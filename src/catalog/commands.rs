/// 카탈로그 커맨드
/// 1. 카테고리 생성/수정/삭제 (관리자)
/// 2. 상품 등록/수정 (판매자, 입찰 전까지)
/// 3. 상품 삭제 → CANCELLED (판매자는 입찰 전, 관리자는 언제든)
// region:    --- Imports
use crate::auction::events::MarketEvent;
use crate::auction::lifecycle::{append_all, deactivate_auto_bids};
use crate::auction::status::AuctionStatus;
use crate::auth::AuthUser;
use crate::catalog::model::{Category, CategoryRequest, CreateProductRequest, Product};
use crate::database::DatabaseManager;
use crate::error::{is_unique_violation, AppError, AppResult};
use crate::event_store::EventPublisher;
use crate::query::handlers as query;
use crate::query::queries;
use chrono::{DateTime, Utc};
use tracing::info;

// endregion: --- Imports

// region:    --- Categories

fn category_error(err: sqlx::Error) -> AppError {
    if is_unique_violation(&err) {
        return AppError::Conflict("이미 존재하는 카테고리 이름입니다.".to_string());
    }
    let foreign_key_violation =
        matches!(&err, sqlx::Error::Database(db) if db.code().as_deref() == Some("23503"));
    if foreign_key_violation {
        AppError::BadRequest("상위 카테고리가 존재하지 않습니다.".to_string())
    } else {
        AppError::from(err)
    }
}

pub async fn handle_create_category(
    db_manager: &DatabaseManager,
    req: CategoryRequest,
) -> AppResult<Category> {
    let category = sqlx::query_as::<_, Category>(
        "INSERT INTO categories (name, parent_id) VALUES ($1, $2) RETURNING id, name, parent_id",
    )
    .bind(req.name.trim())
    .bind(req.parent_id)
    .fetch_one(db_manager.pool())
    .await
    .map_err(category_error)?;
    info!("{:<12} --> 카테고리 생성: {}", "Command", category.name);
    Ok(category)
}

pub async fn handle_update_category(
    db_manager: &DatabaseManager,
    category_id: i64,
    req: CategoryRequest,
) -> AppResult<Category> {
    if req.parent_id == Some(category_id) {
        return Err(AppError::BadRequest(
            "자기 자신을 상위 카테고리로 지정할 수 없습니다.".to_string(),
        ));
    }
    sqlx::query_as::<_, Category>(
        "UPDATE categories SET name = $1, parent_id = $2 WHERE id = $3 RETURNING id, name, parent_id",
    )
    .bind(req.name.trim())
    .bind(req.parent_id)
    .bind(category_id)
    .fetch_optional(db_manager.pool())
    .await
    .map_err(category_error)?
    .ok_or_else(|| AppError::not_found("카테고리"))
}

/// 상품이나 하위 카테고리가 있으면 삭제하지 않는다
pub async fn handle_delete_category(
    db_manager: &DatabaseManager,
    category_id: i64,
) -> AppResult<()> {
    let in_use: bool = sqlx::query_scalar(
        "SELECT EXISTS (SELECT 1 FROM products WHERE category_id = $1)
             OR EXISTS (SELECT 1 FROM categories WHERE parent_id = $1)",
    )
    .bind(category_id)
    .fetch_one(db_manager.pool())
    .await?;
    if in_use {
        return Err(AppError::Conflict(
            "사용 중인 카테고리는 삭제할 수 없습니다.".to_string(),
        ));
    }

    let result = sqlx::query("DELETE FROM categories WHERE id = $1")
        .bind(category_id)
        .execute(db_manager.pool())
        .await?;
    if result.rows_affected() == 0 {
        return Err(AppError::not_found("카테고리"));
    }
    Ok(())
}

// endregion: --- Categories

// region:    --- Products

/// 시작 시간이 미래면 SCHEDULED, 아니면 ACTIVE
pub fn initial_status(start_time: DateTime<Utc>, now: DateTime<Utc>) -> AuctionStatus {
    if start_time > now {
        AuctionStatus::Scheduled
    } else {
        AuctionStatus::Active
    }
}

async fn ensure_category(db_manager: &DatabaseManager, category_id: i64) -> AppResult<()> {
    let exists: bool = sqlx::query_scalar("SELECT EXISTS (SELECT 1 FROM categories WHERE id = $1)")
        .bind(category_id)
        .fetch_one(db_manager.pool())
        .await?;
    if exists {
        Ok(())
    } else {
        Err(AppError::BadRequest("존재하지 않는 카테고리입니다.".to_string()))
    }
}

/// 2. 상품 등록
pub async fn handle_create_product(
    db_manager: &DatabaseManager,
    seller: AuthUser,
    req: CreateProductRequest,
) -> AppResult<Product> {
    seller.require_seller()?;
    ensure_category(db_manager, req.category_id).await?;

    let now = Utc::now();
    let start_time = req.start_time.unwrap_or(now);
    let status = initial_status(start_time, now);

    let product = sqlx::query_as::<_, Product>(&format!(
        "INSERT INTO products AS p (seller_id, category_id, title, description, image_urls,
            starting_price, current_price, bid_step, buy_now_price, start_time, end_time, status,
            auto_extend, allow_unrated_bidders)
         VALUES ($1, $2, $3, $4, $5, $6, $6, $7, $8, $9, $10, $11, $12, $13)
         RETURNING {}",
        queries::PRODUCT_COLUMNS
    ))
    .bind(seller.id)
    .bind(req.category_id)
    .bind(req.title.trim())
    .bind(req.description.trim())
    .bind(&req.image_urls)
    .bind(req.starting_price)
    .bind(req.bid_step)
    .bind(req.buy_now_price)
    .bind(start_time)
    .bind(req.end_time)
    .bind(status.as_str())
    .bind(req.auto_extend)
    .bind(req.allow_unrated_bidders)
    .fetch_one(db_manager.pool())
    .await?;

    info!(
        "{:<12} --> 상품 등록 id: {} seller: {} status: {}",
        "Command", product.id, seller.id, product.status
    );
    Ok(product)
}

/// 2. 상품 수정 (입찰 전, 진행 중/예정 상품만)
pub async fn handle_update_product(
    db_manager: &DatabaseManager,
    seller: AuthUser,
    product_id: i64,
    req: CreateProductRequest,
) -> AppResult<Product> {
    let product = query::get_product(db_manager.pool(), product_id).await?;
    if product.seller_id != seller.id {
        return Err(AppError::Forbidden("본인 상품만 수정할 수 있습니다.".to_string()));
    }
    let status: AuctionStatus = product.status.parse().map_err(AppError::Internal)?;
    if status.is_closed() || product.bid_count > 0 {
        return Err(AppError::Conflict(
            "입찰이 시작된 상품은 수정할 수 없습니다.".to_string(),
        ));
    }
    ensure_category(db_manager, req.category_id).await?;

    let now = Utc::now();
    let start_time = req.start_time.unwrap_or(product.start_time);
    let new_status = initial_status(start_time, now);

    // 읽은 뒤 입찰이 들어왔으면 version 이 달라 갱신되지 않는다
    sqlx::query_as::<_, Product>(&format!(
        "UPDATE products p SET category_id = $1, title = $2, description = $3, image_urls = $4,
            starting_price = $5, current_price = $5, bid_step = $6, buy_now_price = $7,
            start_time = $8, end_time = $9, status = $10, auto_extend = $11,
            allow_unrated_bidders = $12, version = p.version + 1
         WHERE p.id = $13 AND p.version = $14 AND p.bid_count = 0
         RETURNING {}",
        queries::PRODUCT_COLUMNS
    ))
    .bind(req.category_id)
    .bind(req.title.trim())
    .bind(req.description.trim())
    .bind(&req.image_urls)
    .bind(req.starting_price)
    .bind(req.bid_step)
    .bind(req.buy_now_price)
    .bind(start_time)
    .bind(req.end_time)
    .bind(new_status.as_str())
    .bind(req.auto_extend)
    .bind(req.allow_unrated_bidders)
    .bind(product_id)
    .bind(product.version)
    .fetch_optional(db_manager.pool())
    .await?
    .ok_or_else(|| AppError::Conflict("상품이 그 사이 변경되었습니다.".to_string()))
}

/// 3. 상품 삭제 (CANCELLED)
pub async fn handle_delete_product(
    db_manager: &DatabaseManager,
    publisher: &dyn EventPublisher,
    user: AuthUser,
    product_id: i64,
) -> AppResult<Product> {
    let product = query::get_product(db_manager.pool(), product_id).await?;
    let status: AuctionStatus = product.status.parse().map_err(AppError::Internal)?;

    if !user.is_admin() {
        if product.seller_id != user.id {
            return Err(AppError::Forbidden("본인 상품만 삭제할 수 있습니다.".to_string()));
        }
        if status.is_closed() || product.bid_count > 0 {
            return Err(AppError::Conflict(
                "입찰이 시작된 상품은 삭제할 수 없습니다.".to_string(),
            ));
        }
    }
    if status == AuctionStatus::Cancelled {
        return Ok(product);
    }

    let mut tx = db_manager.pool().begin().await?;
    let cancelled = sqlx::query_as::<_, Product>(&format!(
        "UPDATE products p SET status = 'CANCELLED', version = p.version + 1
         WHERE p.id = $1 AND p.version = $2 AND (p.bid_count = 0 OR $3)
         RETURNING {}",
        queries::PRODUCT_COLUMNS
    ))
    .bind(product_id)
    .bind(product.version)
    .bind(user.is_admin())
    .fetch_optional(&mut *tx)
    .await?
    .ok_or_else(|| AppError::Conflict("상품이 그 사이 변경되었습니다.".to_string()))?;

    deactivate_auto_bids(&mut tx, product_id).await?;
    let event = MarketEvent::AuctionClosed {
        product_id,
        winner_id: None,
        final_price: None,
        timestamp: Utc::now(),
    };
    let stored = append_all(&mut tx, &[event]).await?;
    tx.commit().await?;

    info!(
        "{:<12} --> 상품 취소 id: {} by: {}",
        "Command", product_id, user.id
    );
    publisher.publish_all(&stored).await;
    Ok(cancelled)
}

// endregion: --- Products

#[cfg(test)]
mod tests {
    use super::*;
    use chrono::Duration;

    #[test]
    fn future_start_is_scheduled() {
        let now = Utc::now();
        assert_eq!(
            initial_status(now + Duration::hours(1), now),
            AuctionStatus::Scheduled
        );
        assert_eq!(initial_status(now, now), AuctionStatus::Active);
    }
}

^^^^

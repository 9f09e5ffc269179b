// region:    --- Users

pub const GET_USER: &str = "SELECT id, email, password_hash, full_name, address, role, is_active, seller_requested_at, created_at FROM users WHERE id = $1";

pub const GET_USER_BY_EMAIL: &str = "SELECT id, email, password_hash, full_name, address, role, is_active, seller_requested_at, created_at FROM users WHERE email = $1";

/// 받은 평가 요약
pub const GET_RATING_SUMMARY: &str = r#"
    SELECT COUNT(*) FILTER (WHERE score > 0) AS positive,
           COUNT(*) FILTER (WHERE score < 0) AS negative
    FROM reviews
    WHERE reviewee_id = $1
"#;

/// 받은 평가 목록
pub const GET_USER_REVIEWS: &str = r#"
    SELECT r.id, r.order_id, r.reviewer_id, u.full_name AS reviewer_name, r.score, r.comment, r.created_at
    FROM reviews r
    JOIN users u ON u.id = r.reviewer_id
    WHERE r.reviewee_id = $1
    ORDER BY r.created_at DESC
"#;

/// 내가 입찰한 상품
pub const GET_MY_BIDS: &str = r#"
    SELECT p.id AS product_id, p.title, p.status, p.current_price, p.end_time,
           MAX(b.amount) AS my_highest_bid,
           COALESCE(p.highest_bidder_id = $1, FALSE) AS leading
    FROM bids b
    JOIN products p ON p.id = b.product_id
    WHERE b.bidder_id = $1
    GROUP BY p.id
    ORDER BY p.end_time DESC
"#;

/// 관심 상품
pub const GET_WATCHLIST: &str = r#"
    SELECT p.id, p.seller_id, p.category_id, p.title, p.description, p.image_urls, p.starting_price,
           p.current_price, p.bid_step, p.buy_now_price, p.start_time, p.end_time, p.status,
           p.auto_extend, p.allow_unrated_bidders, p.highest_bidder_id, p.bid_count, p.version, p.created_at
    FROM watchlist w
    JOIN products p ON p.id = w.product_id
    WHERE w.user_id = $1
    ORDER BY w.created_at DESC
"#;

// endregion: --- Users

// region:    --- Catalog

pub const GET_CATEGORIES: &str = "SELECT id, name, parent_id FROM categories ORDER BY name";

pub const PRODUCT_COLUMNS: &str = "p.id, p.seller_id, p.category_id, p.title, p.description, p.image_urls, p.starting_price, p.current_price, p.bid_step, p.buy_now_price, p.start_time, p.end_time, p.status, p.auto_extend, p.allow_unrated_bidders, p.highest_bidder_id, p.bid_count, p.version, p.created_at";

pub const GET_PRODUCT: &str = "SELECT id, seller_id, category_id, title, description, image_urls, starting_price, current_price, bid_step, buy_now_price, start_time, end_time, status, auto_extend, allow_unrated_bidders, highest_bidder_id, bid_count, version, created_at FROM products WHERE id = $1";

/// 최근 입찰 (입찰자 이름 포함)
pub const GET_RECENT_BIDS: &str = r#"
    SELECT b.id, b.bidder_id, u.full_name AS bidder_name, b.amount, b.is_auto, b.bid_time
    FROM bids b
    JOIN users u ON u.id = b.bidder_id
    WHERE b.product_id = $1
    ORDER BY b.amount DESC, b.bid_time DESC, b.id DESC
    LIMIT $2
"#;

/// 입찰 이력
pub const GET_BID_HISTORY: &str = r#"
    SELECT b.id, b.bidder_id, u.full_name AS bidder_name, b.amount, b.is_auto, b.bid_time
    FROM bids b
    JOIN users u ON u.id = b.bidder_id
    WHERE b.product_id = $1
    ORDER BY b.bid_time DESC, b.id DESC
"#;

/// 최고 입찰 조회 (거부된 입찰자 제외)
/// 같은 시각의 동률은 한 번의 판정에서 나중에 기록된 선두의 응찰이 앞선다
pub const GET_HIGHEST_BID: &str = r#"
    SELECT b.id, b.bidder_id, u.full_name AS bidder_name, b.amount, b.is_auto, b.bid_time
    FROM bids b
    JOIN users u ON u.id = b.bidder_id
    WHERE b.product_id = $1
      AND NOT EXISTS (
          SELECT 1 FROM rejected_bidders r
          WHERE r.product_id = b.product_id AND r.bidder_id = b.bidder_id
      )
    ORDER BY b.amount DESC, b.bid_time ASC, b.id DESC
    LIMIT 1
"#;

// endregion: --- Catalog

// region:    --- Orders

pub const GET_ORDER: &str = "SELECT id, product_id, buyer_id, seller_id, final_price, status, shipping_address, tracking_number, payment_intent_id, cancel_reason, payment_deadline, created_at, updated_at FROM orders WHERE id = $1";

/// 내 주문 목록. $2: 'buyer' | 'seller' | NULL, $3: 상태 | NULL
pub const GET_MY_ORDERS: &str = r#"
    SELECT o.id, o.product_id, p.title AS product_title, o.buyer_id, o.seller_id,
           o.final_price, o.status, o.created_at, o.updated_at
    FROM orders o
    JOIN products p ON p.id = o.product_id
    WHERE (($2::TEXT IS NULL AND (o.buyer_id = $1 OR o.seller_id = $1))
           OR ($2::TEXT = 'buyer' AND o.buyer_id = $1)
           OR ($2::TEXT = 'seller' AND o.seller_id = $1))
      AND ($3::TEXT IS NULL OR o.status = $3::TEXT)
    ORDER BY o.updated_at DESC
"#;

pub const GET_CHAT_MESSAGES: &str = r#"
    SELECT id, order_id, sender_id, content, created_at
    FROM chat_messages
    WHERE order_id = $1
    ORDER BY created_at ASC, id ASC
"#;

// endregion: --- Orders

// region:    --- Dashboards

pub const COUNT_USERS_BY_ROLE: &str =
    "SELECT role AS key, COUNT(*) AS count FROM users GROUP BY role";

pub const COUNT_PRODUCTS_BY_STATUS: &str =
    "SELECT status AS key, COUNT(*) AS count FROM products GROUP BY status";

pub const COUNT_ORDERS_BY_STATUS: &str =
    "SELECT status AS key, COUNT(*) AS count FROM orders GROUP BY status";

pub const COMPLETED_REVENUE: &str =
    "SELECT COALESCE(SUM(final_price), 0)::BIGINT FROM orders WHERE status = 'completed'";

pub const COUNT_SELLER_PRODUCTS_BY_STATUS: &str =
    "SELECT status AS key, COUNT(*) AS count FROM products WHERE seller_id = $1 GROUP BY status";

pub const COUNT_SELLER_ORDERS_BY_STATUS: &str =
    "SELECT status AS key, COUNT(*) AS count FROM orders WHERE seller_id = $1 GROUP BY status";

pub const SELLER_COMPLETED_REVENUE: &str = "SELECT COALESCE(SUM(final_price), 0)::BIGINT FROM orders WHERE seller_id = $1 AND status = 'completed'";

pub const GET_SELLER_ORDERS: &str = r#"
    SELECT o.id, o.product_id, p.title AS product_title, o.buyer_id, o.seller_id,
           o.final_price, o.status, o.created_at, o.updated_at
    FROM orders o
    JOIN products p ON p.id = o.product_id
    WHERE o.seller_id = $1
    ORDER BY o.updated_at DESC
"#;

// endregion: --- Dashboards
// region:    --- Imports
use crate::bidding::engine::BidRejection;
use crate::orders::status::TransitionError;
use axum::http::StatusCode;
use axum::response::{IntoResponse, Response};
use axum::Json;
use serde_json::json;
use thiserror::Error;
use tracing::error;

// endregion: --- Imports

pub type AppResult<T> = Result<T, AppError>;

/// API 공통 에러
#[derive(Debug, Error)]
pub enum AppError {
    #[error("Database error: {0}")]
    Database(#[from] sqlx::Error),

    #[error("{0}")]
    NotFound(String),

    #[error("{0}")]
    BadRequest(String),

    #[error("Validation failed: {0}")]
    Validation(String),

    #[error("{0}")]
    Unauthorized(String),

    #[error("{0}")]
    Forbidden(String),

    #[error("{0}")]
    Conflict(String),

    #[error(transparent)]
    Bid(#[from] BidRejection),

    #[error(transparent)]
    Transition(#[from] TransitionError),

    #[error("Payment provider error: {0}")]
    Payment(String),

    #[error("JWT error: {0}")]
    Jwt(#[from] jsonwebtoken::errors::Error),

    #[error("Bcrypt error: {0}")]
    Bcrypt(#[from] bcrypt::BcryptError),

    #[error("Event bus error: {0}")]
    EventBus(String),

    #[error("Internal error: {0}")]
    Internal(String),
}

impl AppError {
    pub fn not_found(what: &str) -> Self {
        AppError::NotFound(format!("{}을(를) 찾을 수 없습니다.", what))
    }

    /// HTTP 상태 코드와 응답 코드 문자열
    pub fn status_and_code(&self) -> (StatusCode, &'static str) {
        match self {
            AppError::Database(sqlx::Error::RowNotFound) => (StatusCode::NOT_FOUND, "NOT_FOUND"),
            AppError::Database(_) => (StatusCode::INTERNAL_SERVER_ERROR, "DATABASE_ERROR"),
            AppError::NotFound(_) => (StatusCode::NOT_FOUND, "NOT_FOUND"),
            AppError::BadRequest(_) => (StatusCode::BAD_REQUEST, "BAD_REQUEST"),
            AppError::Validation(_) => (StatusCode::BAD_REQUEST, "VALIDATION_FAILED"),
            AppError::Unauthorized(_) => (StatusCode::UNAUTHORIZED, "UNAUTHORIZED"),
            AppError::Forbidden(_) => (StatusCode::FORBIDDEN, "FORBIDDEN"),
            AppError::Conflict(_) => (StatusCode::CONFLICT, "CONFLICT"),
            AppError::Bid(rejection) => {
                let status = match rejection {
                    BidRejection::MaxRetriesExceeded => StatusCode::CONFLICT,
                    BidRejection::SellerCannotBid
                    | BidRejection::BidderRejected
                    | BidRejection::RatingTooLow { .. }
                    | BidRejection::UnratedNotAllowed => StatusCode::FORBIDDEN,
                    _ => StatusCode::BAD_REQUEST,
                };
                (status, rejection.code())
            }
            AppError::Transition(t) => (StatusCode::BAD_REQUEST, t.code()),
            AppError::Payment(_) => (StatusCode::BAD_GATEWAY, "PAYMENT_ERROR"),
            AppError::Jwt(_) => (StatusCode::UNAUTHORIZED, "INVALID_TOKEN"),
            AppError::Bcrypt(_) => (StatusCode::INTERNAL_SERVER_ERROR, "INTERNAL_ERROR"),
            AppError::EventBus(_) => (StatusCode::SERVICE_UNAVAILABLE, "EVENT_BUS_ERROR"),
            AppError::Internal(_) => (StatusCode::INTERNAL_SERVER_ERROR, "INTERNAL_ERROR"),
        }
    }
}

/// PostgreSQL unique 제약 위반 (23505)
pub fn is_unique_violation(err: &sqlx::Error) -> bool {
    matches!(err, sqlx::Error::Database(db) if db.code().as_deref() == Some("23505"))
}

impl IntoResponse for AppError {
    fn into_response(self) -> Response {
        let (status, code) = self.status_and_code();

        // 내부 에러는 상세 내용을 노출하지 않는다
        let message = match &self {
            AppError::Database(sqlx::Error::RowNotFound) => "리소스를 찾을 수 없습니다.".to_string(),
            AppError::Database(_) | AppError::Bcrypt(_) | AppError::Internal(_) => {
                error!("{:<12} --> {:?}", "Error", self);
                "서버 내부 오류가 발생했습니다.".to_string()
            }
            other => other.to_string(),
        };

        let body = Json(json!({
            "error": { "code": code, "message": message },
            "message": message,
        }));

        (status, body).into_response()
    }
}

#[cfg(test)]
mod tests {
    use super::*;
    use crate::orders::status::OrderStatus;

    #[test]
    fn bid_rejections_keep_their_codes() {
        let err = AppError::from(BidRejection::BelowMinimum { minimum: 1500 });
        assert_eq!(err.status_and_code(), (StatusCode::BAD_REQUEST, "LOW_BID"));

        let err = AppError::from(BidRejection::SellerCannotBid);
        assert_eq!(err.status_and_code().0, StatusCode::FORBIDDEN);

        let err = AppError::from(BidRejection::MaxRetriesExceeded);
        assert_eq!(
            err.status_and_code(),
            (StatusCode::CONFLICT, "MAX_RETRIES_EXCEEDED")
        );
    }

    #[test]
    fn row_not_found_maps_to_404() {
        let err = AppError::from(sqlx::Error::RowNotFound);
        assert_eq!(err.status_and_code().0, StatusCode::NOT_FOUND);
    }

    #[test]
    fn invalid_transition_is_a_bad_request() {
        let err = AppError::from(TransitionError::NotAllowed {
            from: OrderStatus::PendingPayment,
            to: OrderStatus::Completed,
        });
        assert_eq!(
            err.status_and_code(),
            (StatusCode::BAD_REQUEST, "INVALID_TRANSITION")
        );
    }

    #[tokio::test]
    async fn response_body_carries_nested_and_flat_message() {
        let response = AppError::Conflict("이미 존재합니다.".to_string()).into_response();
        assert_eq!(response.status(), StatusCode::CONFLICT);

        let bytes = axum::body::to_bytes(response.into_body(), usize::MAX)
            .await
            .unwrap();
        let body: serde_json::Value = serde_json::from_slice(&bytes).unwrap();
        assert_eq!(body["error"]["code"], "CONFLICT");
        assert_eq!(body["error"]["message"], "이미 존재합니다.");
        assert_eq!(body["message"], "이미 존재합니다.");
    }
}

^^^^

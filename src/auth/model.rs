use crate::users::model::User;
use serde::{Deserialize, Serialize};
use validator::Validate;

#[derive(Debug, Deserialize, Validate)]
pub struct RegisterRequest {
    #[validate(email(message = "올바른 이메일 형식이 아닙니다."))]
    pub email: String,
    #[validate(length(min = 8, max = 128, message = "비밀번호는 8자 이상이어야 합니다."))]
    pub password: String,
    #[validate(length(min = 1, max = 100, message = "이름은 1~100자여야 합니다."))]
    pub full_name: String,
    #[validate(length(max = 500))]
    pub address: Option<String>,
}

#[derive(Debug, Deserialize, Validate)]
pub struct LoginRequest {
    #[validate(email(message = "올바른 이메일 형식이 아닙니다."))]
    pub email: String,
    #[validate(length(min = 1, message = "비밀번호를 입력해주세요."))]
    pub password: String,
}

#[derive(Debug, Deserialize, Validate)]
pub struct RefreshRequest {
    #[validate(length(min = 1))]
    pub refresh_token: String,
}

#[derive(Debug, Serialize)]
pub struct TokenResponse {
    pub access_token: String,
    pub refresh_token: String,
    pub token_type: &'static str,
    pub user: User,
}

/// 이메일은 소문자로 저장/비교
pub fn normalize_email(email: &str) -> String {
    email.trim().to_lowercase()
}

^^^^

Instructions to follow: Look through the material for "IntoResponse". Copy each line that has it.

Output of the exercise:
use axum::response::{IntoResponse, Response};
impl IntoResponse for AppError {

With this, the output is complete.